Highlighting horticultural success in 2016

Hand picking a gourd
Pointed gourd in a field in Bangladesh, during a postharvest training led by the Horticulture Innovation Lab. (Photo by Britta Hansen/UC Davis)

The Horticulture Innovation Lab’s newest annual report is fresh off the presses, documenting the program’s accomplishments from October 2015 – October 2016 (FY 2016) as part of the U.S. government’s Feed the Future initiative.

Publication cover with Feed the Future logo for Horticulture Innovation Lab's annual report FY 2016
Read more about the Horticulture Innovation Lab in its 2015-2016 Annual Report(PDF).

Together with our research partners at universities, government agencies and NGOs, we took important steps this year in improving livelihoods of farmers and their communities through horticulture.

We welcome you to read about the knowledge and impact the Horticulture Innovation Lab generated this year on behalf of small-scale farmers in horticulture. Highlights include: 

  • Increased income: From data of 60 farmers in Cambodia, it is evident that farmers can earn income from small commercial vegetable home garden plots (100 m2). With sustainable intensification, earnings went as high as $500 per year per 100 square meters.
  • Better nutrition: Findings indicate that amaranth, an African leafy vegetable, is reliable as a rich source of magnesium and calcium.
  • Applied research: 473 farmers applied improved technologies or management practices with U.S. government assistance. Half of these farmers using new practices are women.
  • Increased conservation: Farmers in Cambodia are increasing the amount of their land under conservation agriculture for vegetable production.
  • Adoption of improved technologies: Three large seed companies in Bangladesh have adopted drying bead technology for drying their vegetable seeds.
  • Lesson learned: Time and money saved by having access to irrigation and growing more crops can lead women to adopt other forms of income-generating activities and enterprises.
  • Long-term trainees: Our program trained three postdoctoral associates and 31 students, including 10 bachelor’s, 15 master’s and seven doctoral students. Fifty percent of the students were female.
  • Short-term trainees: Horticulture Innovation Lab researchers also provided short-term training to 954 individuals.
  • New technology: Research included field testing or scaling of 130 new technologies (including seed varieties) and also increased dry storage for seeds by 9,201 cubic meters.

The Horticulture Innovation Lab began its second phase by funding major research projects focused on nutrition and gender equity, as well as the scaling of technologies and techniques found to be successful in previously funded research.
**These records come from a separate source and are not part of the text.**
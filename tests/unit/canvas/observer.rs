use super::*;
use crate::foundation::core::Color;
use std::path::PathBuf;

fn solid(width: u32, height: u32, rgb: [u8; 3]) -> FrameRGBA {
    let mut data = Vec::new();
    for _ in 0..width * height {
        data.extend_from_slice(&[rgb[0], rgb[1], rgb[2], 255]);
    }
    FrameRGBA {
        width,
        height,
        data,
        premultiplied: true,
    }
}

fn scratch_dir(name: &str) -> PathBuf {
    let dir = PathBuf::from("target").join("unit_observer").join(name);
    let _ = std::fs::remove_dir_all(&dir);
    dir
}

#[test]
fn exporter_creates_dir_and_names_by_index() {
    let dir = scratch_dir("exporter");
    let mut exporter = FrameExporter::new(&dir).unwrap();
    assert!(dir.is_dir());

    exporter
        .frame_complete(3, &solid(4, 2, [200, 10, 30]))
        .unwrap();

    let path = dir.join("3.png");
    assert_eq!(exporter.frame_path(3), path);
    let img = image::open(&path).unwrap().to_rgb8();
    assert_eq!(img.dimensions(), (4, 2));
    assert_eq!(img.get_pixel(1, 1).0, [200, 10, 30]);
}

#[test]
fn in_memory_frames_keep_arrival_order() {
    let mut frames = InMemoryFrames::new();
    assert!(frames.is_empty());
    frames.frame_complete(1, &solid(1, 1, [1, 1, 1])).unwrap();
    frames.frame_complete(2, &solid(1, 1, [2, 2, 2])).unwrap();
    assert_eq!(frames.indices(), vec![1, 2]);
    assert_eq!(frames.frames()[1].1.pixel_rgb(0, 0), Some(Color::rgb(2, 2, 2)));
}

#[test]
fn in_memory_clones_share_one_buffer() {
    let reader = InMemoryFrames::new();
    let mut attached = reader.clone();
    attached.frame_complete(5, &solid(2, 2, [9, 8, 7])).unwrap();
    assert_eq!(reader.len(), 1);
    assert_eq!(reader.indices(), vec![5]);
    assert_eq!(reader.frames()[0].1, solid(2, 2, [9, 8, 7]));
}

#[test]
fn closures_are_observers() {
    let mut seen = Vec::new();
    {
        let mut obs = |i: u64, _: &FrameRGBA| -> VisionResult<()> {
            seen.push(i);
            Ok(())
        };
        obs.frame_complete(7, &solid(1, 1, [0, 0, 0])).unwrap();
    }
    assert_eq!(seen, vec![7]);
}
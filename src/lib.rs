//! Vision is a small protocol for 2D vector drawing.
//!
//! A fixed set of six canvas operations is exposed three ways:
//!
//! - Directly, through the [`Canvas`] trait and its `vello_cpu` implementation [`RasterCanvas`]
//! - As a line-oriented JSON sequence replayed by the [`Interpreter`]
//! - As remote procedures served by [`RenderService`] and called through [`RenderClient`]
#![forbid(unsafe_code)]
#![deny(missing_docs)]

mod foundation;

/// Drawing contract, raster backend and frame observers.
pub mod canvas;
/// Configuration loading and overrides.
pub mod config;
/// Local sequence interpreter.
pub mod interpret;
/// Command records and their text encoding.
pub mod ir;
/// Render service, client and wire protocol.
pub mod service;

pub use crate::foundation::core::{Color, FrameRGBA, Point};
pub use crate::foundation::error::{VisionError, VisionResult};

pub use crate::canvas::contract::Canvas;
pub use crate::canvas::observer::{FrameExporter, FrameObserver, InMemoryFrames, write_png};
pub use crate::canvas::params::{Circle, Line, Polygon, Polyline, Rect, Refresh};
pub use crate::canvas::raster::{DEFAULT_MAX_PIXELS, RasterCanvas, RasterCanvasOpts};
pub use crate::config::{CanvasConfig, ServiceConfig, VisionConfig};
pub use crate::interpret::replay::{Interpreter, ReplayError, ReplayStats};
pub use crate::ir::codec::{IrWriter, RecordReader, decode_command, encode_command};
pub use crate::ir::command::{Command, CommandKind, Record};
pub use crate::service::client::RenderClient;
pub use crate::service::server::RenderService;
During the past year, the Horticulture Innovation Lab also funded a major postharvest project in Rwanda that will investigate constraints that lead to postharvest losses in four value chains and test interventions to reduce these losses. (See our current project portfolio for more details.)

During the past two years the program has seen promising results emerge from these projects and teams actively engaged with nearly 800 farmers, development practitioners, and others who benefited directly from U.S. government assistance.